◆ **Task brief**: Show all lines below holding the string "SignatureKind".

[The data Boundary: Start]

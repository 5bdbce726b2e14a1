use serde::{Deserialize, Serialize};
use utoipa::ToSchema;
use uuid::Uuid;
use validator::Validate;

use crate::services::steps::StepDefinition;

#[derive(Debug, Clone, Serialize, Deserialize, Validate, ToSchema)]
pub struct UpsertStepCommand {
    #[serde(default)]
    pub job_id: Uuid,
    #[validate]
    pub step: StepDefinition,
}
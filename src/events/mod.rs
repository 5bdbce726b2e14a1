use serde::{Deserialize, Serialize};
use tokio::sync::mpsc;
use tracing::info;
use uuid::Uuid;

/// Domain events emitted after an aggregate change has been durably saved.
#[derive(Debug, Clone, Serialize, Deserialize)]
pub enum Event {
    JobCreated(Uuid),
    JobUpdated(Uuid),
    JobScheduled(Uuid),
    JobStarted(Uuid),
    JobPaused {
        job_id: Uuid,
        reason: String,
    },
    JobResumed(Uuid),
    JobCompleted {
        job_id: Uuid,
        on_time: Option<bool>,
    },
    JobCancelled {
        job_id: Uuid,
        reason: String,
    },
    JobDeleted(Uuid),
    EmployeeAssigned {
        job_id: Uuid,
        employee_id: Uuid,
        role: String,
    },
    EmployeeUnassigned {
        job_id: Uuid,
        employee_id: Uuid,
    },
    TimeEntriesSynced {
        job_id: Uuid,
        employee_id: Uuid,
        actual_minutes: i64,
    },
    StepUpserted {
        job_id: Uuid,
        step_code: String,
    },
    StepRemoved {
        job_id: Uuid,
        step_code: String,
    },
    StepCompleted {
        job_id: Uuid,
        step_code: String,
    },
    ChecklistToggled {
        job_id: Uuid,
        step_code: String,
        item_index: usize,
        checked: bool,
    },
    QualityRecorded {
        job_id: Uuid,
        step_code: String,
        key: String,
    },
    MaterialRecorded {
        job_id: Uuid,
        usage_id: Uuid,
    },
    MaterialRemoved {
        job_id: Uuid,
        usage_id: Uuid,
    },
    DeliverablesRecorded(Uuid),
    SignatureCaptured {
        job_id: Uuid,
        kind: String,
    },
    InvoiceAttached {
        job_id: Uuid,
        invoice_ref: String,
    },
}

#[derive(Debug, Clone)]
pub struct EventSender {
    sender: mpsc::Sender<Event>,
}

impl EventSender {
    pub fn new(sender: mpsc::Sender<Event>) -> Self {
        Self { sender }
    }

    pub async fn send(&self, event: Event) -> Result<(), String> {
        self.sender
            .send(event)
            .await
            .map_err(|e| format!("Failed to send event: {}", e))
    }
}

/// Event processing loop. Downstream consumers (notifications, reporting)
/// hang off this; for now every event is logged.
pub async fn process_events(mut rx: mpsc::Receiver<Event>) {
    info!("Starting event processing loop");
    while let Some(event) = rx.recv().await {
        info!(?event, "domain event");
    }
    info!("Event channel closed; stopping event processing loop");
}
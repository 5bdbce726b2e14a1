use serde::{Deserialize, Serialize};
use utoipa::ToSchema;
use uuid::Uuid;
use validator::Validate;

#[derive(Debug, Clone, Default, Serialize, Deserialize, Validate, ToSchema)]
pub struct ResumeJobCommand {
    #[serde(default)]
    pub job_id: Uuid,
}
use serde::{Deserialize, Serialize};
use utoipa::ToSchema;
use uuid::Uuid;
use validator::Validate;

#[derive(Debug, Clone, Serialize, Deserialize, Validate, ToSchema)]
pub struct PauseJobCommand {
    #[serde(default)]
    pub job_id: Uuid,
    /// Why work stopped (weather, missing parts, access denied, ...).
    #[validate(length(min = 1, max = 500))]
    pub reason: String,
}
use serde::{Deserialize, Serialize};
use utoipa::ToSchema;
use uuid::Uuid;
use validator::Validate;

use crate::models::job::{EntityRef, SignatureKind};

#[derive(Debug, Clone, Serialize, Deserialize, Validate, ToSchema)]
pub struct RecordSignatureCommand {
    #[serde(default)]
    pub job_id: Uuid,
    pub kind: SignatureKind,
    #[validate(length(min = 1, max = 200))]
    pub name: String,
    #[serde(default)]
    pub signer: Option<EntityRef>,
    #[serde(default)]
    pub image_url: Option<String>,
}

[The data Boundary: End]

◆ **Your solution**:
use crate::models::job::{EntityRef, SignatureKind};
    pub kind: SignatureKind,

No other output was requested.